[Stored data entries]
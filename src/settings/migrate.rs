//! Settings document migration.
//!
//! Two layers cooperate here:
//!
//! 1. **Legacy structural transforms** — named, one-shot reshapes keyed by a
//!    version range, registered in [`LEGACY_STEPS`]. They run before the
//!    generic merge and only for documents that positively declare an old
//!    enough version.
//! 2. **Recursive default-merge** — every key present in the bundled
//!    defaults ends up present in the result; user-supplied scalars and
//!    sequences win over defaults; mappings merge recursively. Keys only the
//!    user has are preserved.
//!
//! A document whose `version` already equals the current version is returned
//! unchanged, which makes migration idempotent. A document with no `version`
//! at all is treated as "needs migration" rather than an error; since its
//! provenance is unknown, the legacy transforms are skipped for it.

use toml::{Table, Value};

use crate::common::constants::FLAT_THEMES_MAX_VERSION;

/// A one-shot structural transform for documents at or below `max_version`.
struct LegacyStep {
    max_version: f64,
    name: &'static str,
    apply: fn(&mut Table),
}

/// Registered legacy transforms, oldest first. New steps compose by
/// appending here instead of entangling the merge below.
const LEGACY_STEPS: &[LegacyStep] = &[LegacyStep {
    max_version: FLAT_THEMES_MAX_VERSION,
    name: "relocate flat theme names under themes.gnome",
    apply: relocate_flat_theme_names,
}];

/// Read the document version, tolerating integer-typed values.
pub fn stored_version(doc: &Table) -> Option<f64> {
    match doc.get("version") {
        Some(Value::Float(v)) => Some(*v),
        Some(Value::Integer(v)) => Some(*v as f64),
        _ => None,
    }
}

/// Whether [`migrate`] would change this document.
pub fn needs_migration(doc: &Table, current_version: f64) -> bool {
    stored_version(doc) != Some(current_version)
}

/// Migrate a document against the bundled defaults.
///
/// Returns the document unchanged when its version already matches.
/// Otherwise applies any legacy transforms the stored version calls for,
/// merges defaults underneath the user's values, and stamps the current
/// version. The caller persists the result.
pub fn migrate(mut doc: Table, defaults: &Table, current_version: f64) -> Table {
    if stored_version(&doc) == Some(current_version) {
        return doc;
    }

    if let Some(version) = stored_version(&doc) {
        for step in LEGACY_STEPS {
            if version <= step.max_version {
                log_indented!("Applying legacy transform: {}", step.name);
                (step.apply)(&mut doc);
            }
        }
    }

    let mut merged = merge_tables(defaults, doc);
    merged.insert("version".to_string(), Value::Float(current_version));
    merged
}

/// Merge `user` over `defaults`: defaults fill gaps, user leaves win,
/// nested tables merge recursively, user-only keys survive.
pub(crate) fn merge_tables(defaults: &Table, mut user: Table) -> Table {
    let mut merged = Table::new();
    for (key, default_value) in defaults {
        let value = match user.remove(key) {
            Some(user_value) => merge_value(default_value, user_value),
            None => default_value.clone(),
        };
        merged.insert(key.clone(), value);
    }
    for (key, user_value) in user {
        merged.insert(key, user_value);
    }
    merged
}

fn merge_value(default: &Value, user: Value) -> Value {
    match (default, user) {
        (Value::Table(default_table), Value::Table(user_table)) => {
            Value::Table(merge_tables(default_table, user_table))
        }
        // Scalars and sequences: the user's value wins wholesale, even when
        // the variants disagree.
        (_, user) => user,
    }
}

/// v1.2 layout kept single flat `themes.light` / `themes.dark` names.
/// Relocate them to `themes.gnome.{light,dark}.gtk` and drop the flat keys;
/// the following default-merge fills in the rest of the provider table.
fn relocate_flat_theme_names(doc: &mut Table) {
    let Some(Value::Table(themes)) = doc.get_mut("themes") else {
        return;
    };

    let light = themes.remove("light");
    let dark = themes.remove("dark");
    if light.is_none() && dark.is_none() {
        return;
    }

    let mut gnome = match themes.remove("gnome") {
        Some(Value::Table(existing)) => existing,
        _ => Table::new(),
    };

    for (variant, name) in [("light", light), ("dark", dark)] {
        if let Some(name @ Value::String(_)) = name {
            let mut slot = Table::new();
            slot.insert("gtk".to_string(), name);
            gnome.insert(variant.to_string(), Value::Table(slot));
        }
    }

    themes.insert("gnome".to_string(), Value::Table(gnome));
}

» **WHAT THIS TASK INVOLVES**:
Some lines above hold the word "slot". Copy all of them.

» **THE ANSWER**:
            let mut slot = Table::new();
            slot.insert("gtk".to_string(), name);
            gnome.insert(variant.to_string(), Value::Table(slot));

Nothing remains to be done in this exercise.